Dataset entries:
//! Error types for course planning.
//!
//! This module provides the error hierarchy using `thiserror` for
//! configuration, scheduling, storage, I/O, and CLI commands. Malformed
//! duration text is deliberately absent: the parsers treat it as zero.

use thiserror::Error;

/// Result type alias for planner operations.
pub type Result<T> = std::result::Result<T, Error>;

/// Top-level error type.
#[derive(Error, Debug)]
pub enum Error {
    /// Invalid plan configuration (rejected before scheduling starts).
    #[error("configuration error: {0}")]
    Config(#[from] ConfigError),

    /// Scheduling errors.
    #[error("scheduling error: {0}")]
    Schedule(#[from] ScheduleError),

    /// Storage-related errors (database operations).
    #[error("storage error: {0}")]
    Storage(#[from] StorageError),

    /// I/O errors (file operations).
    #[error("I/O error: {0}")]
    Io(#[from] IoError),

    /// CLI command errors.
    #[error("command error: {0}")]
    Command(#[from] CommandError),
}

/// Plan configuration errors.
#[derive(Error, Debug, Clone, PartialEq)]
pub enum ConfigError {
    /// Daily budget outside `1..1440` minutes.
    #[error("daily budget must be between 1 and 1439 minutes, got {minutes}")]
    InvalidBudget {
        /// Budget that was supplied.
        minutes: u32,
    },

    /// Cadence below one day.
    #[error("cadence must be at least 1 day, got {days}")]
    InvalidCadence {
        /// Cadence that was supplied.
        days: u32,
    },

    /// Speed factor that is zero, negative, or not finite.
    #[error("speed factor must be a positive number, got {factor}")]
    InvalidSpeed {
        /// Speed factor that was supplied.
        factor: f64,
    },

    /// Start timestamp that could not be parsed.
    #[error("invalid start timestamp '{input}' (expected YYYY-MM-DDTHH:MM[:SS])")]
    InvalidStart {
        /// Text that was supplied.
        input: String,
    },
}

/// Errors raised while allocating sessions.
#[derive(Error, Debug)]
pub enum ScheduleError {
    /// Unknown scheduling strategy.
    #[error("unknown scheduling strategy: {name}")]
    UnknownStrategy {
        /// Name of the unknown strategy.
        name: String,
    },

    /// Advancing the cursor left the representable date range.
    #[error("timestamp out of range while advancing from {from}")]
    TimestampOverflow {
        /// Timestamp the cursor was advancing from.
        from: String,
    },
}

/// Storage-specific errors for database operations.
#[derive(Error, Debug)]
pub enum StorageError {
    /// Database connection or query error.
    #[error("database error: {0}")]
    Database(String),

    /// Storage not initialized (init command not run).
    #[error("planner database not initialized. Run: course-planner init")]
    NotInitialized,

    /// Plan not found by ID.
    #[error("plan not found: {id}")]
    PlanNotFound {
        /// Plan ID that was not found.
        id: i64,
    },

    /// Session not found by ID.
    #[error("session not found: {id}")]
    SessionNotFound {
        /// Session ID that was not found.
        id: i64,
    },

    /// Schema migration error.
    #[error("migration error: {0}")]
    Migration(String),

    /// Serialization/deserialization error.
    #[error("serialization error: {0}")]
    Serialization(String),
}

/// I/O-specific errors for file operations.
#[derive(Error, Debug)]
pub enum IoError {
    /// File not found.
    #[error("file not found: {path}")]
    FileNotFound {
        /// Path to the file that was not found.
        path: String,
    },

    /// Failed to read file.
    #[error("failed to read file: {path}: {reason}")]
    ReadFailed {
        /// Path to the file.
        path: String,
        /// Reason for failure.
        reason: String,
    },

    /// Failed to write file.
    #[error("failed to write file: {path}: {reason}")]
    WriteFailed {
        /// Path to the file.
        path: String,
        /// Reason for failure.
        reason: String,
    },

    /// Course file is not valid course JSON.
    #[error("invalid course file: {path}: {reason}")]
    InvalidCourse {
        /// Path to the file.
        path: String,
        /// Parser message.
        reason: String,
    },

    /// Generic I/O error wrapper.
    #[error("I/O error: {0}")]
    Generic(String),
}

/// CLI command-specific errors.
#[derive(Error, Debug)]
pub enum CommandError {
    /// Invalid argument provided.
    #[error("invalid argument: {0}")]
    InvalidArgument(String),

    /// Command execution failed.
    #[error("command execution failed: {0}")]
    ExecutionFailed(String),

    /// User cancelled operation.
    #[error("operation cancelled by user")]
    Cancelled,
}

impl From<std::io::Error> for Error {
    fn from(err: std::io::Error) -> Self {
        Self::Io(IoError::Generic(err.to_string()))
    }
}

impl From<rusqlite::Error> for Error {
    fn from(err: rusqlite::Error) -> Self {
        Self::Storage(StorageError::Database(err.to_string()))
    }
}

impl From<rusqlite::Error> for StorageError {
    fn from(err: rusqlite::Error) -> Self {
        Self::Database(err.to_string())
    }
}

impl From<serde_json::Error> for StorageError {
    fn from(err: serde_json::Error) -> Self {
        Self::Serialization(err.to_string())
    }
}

TASK BRIEF:
Would you repeat all of the entries exactly?

EXPECTED ANSWER:
//! Error types for course planning.
//!
//! This module provides the error hierarchy using `thiserror` for
//! configuration, scheduling, storage, I/O, and CLI commands. Malformed
//! duration text is deliberately absent: the parsers treat it as zero.

use thiserror::Error;

/// Result type alias for planner operations.
pub type Result<T> = std::result::Result<T, Error>;

/// Top-level error type.
#[derive(Error, Debug)]
pub enum Error {
    /// Invalid plan configuration (rejected before scheduling starts).
    #[error("configuration error: {0}")]
    Config(#[from] ConfigError),

    /// Scheduling errors.
    #[error("scheduling error: {0}")]
    Schedule(#[from] ScheduleError),

    /// Storage-related errors (database operations).
    #[error("storage error: {0}")]
    Storage(#[from] StorageError),

    /// I/O errors (file operations).
    #[error("I/O error: {0}")]
    Io(#[from] IoError),

    /// CLI command errors.
    #[error("command error: {0}")]
    Command(#[from] CommandError),
}

/// Plan configuration errors.
#[derive(Error, Debug, Clone, PartialEq)]
pub enum ConfigError {
    /// Daily budget outside `1..1440` minutes.
    #[error("daily budget must be between 1 and 1439 minutes, got {minutes}")]
    InvalidBudget {
        /// Budget that was supplied.
        minutes: u32,
    },

    /// Cadence below one day.
    #[error("cadence must be at least 1 day, got {days}")]
    InvalidCadence {
        /// Cadence that was supplied.
        days: u32,
    },

    /// Speed factor that is zero, negative, or not finite.
    #[error("speed factor must be a positive number, got {factor}")]
    InvalidSpeed {
        /// Speed factor that was supplied.
        factor: f64,
    },

    /// Start timestamp that could not be parsed.
    #[error("invalid start timestamp '{input}' (expected YYYY-MM-DDTHH:MM[:SS])")]
    InvalidStart {
        /// Text that was supplied.
        input: String,
    },
}

/// Errors raised while allocating sessions.
#[derive(Error, Debug)]
pub enum ScheduleError {
    /// Unknown scheduling strategy.
    #[error("unknown scheduling strategy: {name}")]
    UnknownStrategy {
        /// Name of the unknown strategy.
        name: String,
    },

    /// Advancing the cursor left the representable date range.
    #[error("timestamp out of range while advancing from {from}")]
    TimestampOverflow {
        /// Timestamp the cursor was advancing from.
        from: String,
    },
}

/// Storage-specific errors for database operations.
#[derive(Error, Debug)]
pub enum StorageError {
    /// Database connection or query error.
    #[error("database error: {0}")]
    Database(String),

    /// Storage not initialized (init command not run).
    #[error("planner database not initialized. Run: course-planner init")]
    NotInitialized,

    /// Plan not found by ID.
    #[error("plan not found: {id}")]
    PlanNotFound {
        /// Plan ID that was not found.
        id: i64,
    },

    /// Session not found by ID.
    #[error("session not found: {id}")]
    SessionNotFound {
        /// Session ID that was not found.
        id: i64,
    },

    /// Schema migration error.
    #[error("migration error: {0}")]
    Migration(String),

    /// Serialization/deserialization error.
    #[error("serialization error: {0}")]
    Serialization(String),
}

/// I/O-specific errors for file operations.
#[derive(Error, Debug)]
pub enum IoError {
    /// File not found.
    #[error("file not found: {path}")]
    FileNotFound {
        /// Path to the file that was not found.
        path: String,
    },

    /// Failed to read file.
    #[error("failed to read file: {path}: {reason}")]
    ReadFailed {
        /// Path to the file.
        path: String,
        /// Reason for failure.
        reason: String,
    },

    /// Failed to write file.
    #[error("failed to write file: {path}: {reason}")]
    WriteFailed {
        /// Path to the file.
        path: String,
        /// Reason for failure.
        reason: String,
    },

    /// Course file is not valid course JSON.
    #[error("invalid course file: {path}: {reason}")]
    InvalidCourse {
        /// Path to the file.
        path: String,
        /// Parser message.
        reason: String,
    },

    /// Generic I/O error wrapper.
    #[error("I/O error: {0}")]
    Generic(String),
}

/// CLI command-specific errors.
#[derive(Error, Debug)]
pub enum CommandError {
    /// Invalid argument provided.
    #[error("invalid argument: {0}")]
    InvalidArgument(String),

    /// Command execution failed.
    #[error("command execution failed: {0}")]
    ExecutionFailed(String),

    /// User cancelled operation.
    #[error("operation cancelled by user")]
    Cancelled,
}

impl From<std::io::Error> for Error {
    fn from(err: std::io::Error) -> Self {
        Self::Io(IoError::Generic(err.to_string()))
    }
}

impl From<rusqlite::Error> for Error {
    fn from(err: rusqlite::Error) -> Self {
        Self::Storage(StorageError::Database(err.to_string()))
    }
}

impl From<rusqlite::Error> for StorageError {
    fn from(err: rusqlite::Error) -> Self {
        Self::Database(err.to_string())
    }
}

impl From<serde_json::Error> for StorageError {
    fn from(err: serde_json::Error) -> Self {
        Self::Serialization(err.to_string())
    }
}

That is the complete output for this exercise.